The bottleneck of existing neural encoders lies in two stages: (1) The pre-processing stage requires constructing an octree structure, which is significantly time-consuming; (2) The neural inference stage adopts multi-stage processing, requiring inference on \(8 \times N_d\) upsampled voxels, which incurs enormous computational overhead.
Core Problem: How to design a neural LiDAR compressor that is both real-time and efficient?
Method¶
Overall Architecture¶
RENO is based on multi-scale sparse tensor representation, skipping the time-consuming octree construction. It formalizes point cloud geometry compression as scale-by-scale compression of a sparse occupancy code sequence \(\mathcal{O} = (O^1, O^2, \ldots, O^{D-1})\). Fast Occupancy Generator (FOG) and Fast Coordinate Generator (FCG) are used to realize encoding/decoding mapping, and Target Occupancy Predictor (TOP) models cross-scale context for entropy coding.
Key Designs¶
1. Sparse Occupancy Codes
- Function: Encode point cloud geometry into a sequence of discrete occupancy codes, transforming the compression problem into sequence compression.

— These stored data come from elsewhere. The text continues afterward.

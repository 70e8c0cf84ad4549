use clap::Parser;
use outbreak_processor::cli::{args::Args, commands};
use std::process;

fn main() {
    // Parse command line arguments
    let args = Args::parse();

    // If no subcommand was provided, show help and available commands
    if args.command.is_none() {
        show_help_and_commands();
        process::exit(0);
    }

    match commands::run(args) {
        Ok(()) => {
            // Success - summaries have already been reported by the command
            process::exit(0);
        }
        Err(error) => {
            // anyhow renders the full source chain, not just the top message
            eprintln!("Error: {:#}", anyhow::Error::from(error));
            process::exit(1);
        }
    }
}

/// Show help information and available commands when no subcommand is provided
fn show_help_and_commands() {
    println!("Outbreak Processor - Animal-Disease Surveillance Ingestion");
    println!("==========================================================");
    println!();
    println!("Ingest surveillance CSV exports into normalized, geocoded case");
    println!("records with duplicate-safe loading and a JSON audit trail.");
    println!();
    println!("USAGE:");
    println!("    outbreak-processor <COMMAND> [OPTIONS]");
    println!();
    println!("COMMANDS:");
    println!("    ingest      Run the full ingestion pipeline (main command)");
    println!("    check       Parse, geocode, and validate without loading");
    println!("    help        Show this help message or help for specific commands");
    println!();
    println!("OPTIONS:");
    println!("    -h, --help       Show help information");
    println!("    -V, --version    Show version information");
    println!();
    println!("EXAMPLES:");
    println!("    # Ingest every dataset from the default data directory:");
    println!("    outbreak-processor ingest");
    println!();
    println!("    # Ingest specific datasets with explicit paths:");
    println!("    outbreak-processor ingest --input ./datasets/raw --output ./datasets/processed \\");
    println!("                              --places ./lookups/places.csv --datasets commercial,mammal");
    println!();
    println!("    # Validate a new export without loading it:");
    println!("    outbreak-processor check --input ./datasets/raw --datasets wild_bird");
    println!();
    println!("For detailed help on any command, use:");
    println!("    outbreak-processor <COMMAND> --help");
}
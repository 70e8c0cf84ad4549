//! Data models for the ingestion run log
//!
//! This module contains the structures serialized into the per-run JSON
//! audit document written alongside each bulk load, capturing parsing,
//! geocoding, validation, and import outcomes in one place.

use crate::app::models::{CaseRecord, StoredCase};
use crate::app::services::location_resolver::GeocodeStats;
use crate::app::services::normalizer::ParseStats;
use crate::app::services::schema_validator::ValidationSummary;
use chrono::{DateTime, NaiveDate, Utc};
use serde::{Deserialize, Serialize};

// =============================================================================
// Run Log Document
// =============================================================================

/// Complete audit payload for one ingestion run
///
/// One of these is written as `{dataset}-log_{timestamp}.json` to the
/// processed-data area at the end of every load. It is the durable audit
/// trail independent of the case sink itself.
#[derive(Debug, Clone, Serialize, Deserialize)]
pub struct IngestLog {
    /// When the log was written
    pub timestamp: DateTime<Utc>,

    /// Dataset name derived from the source filename
    pub dataset: String,

    /// Path of the source file that was ingested
    pub source_file: String,

    /// SHA-256 content hash of the source file
    pub file_hash: String,

    /// Parsing stage statistics, when supplied by the caller
    #[serde(skip_serializing_if = "Option::is_none")]
    pub parsing: Option<ParseStats>,

    /// Geocoding stage statistics, when supplied by the caller
    #[serde(skip_serializing_if = "Option::is_none")]
    pub geocoding: Option<GeocodeStats>,

    /// Validation stage summary, when supplied by the caller
    #[serde(skip_serializing_if = "Option::is_none")]
    pub validation: Option<ValidationSummary>,

    /// Import counts and timing
    pub import: ImportSummary,

    /// Sample duplicate records split by where they were detected
    pub duplicate_samples: DuplicateSamples,

    /// Sample per-record load errors
    pub error_samples: Vec<LoadError>,
}

/// Import counts for the run log
#[derive(Debug, Clone, Serialize, Deserialize)]
pub struct ImportSummary {
    pub successful: usize,
    pub failed: usize,
    pub duplicates: usize,
    pub total_records: usize,
    pub duration_seconds: f64,
}

// =============================================================================
// Stage Metadata
// =============================================================================

/// Upstream stage statistics handed to the loader for the run log
///
/// The loader does not recompute these; it records whatever the caller
/// observed while parsing, geocoding, and validating.
#[derive(Debug, Clone, Default, Serialize, Deserialize)]
pub struct RunMetadata {
    #[serde(skip_serializing_if = "Option::is_none")]
    pub parsing: Option<ParseStats>,

    #[serde(skip_serializing_if = "Option::is_none")]
    pub geocoding: Option<GeocodeStats>,

    #[serde(skip_serializing_if = "Option::is_none")]
    pub validation: Option<ValidationSummary>,
}

// =============================================================================
// Duplicate and Error Samples
// =============================================================================

/// Where in the load a duplicate external id was detected
#[derive(Debug, Clone, Copy, PartialEq, Eq, Serialize, Deserialize)]
#[serde(rename_all = "kebab-case")]
pub enum DuplicateKind {
    /// Repeated external id inside a single batch
    WithinBatch,
    /// External id already persisted by a prior batch or prior import
    CrossBatch,
}

/// Duplicate samples for the run log, split by detection point
#[derive(Debug, Clone, Default, Serialize, Deserialize)]
pub struct DuplicateSamples {
    pub within_batch: Vec<DuplicateSample>,
    pub cross_batch: Vec<DuplicateSample>,
}

impl DuplicateSamples {
    /// Total number of samples retained
    pub fn len(&self) -> usize {
        self.within_batch.len() + self.cross_batch.len()
    }

    /// Whether any samples were retained
    pub fn is_empty(&self) -> bool {
        self.within_batch.is_empty() && self.cross_batch.is_empty()
    }
}

/// Identifying fields of one duplicate record
#[derive(Debug, Clone, Serialize, Deserialize)]
pub struct DuplicateSample {
    pub kind: DuplicateKind,
    pub external_id: String,
    pub species: Option<String>,
    pub date: Option<NaiveDate>,
    pub county: Option<String>,
    pub state: Option<String>,
}

impl DuplicateSample {
    /// Build a sample from a pipeline record
    pub fn from_record(kind: DuplicateKind, record: &CaseRecord) -> Self {
        Self {
            kind,
            external_id: record.external_id.clone(),
            species: record.animal_species.clone(),
            date: record.case_date,
            county: record.county.clone(),
            state: record.state_province.clone(),
        }
    }

    /// Build a sample from a sink-typed record
    pub fn from_stored(kind: DuplicateKind, case: &StoredCase) -> Self {
        Self {
            kind,
            external_id: case.external_id.clone(),
            species: case.animal_species.clone(),
            date: Some(case.case_date),
            county: case.county.clone(),
            state: case.state_province.clone(),
        }
    }
}

/// One per-record load failure with the fields needed to find the row again
#[derive(Debug, Clone, Serialize, Deserialize)]
pub struct LoadError {
    pub external_id: String,
    pub species: Option<String>,
    pub date: Option<NaiveDate>,
    pub message: String,
}

impl LoadError {
    /// Build an error entry from the offending record
    pub fn from_record(record: &CaseRecord, message: impl Into<String>) -> Self {
        Self {
            external_id: record.external_id.clone(),
            species: record.animal_species.clone(),
            date: record.case_date,
            message: message.into(),
        }
    }
}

- Mechanism: Use fixed-weight sparse convolution (kernel size 2, stride 2, weights \([1,2,4,8,16,32,64,128]\)) to directly generate occupancy codes \(o_i^{d-1} \in [1, 255]\) in sparse space, eliminating the need to construct an octree. The entire point cloud can be losslessly reconstructed from the initial state \((C^0, O^0)\) and the occupancy code sequence \(\mathcal{O}\).
- Design Motivation: Octree occupancy symbols and occupancy codes in sparse tensors carry the same categorical values (1-255). However, sparse occupancy codes are unordered rather than tree-ordered, allowing them to be efficiently generated via parallel sparse convolutions, thereby avoiding the complexity of tree structure construction.
2. Target Occupancy Predictor (TOP) + Target Embedding
- Function: Leverage low-scale prior information to estimate the probability distribution of occupancy codes at the current scale for entropy coding.
- Mechanism: \(P_\theta(O^d) = \text{TOP}(C^{d-1}, O^{d-1}, C^d)\). First, extract low-scale features \(F^{d-1}\) via Embedding+ResNet, then duplicate features from the positions of \(C^{d-1}\) to \(C^d\) using Target Embedding (Feature Replication + Octant Position Infusion), and finally predict 255-dimensional probabilities using MLP+SoftMax.
- Design Motivation: Cross-scale correlation is a crucial prior for point cloud compression. Directly replicating features and infusing relative position information (octant) achieves one-stage inference from low to high scales, bypassing the computational bottleneck of multi-stage upsampling.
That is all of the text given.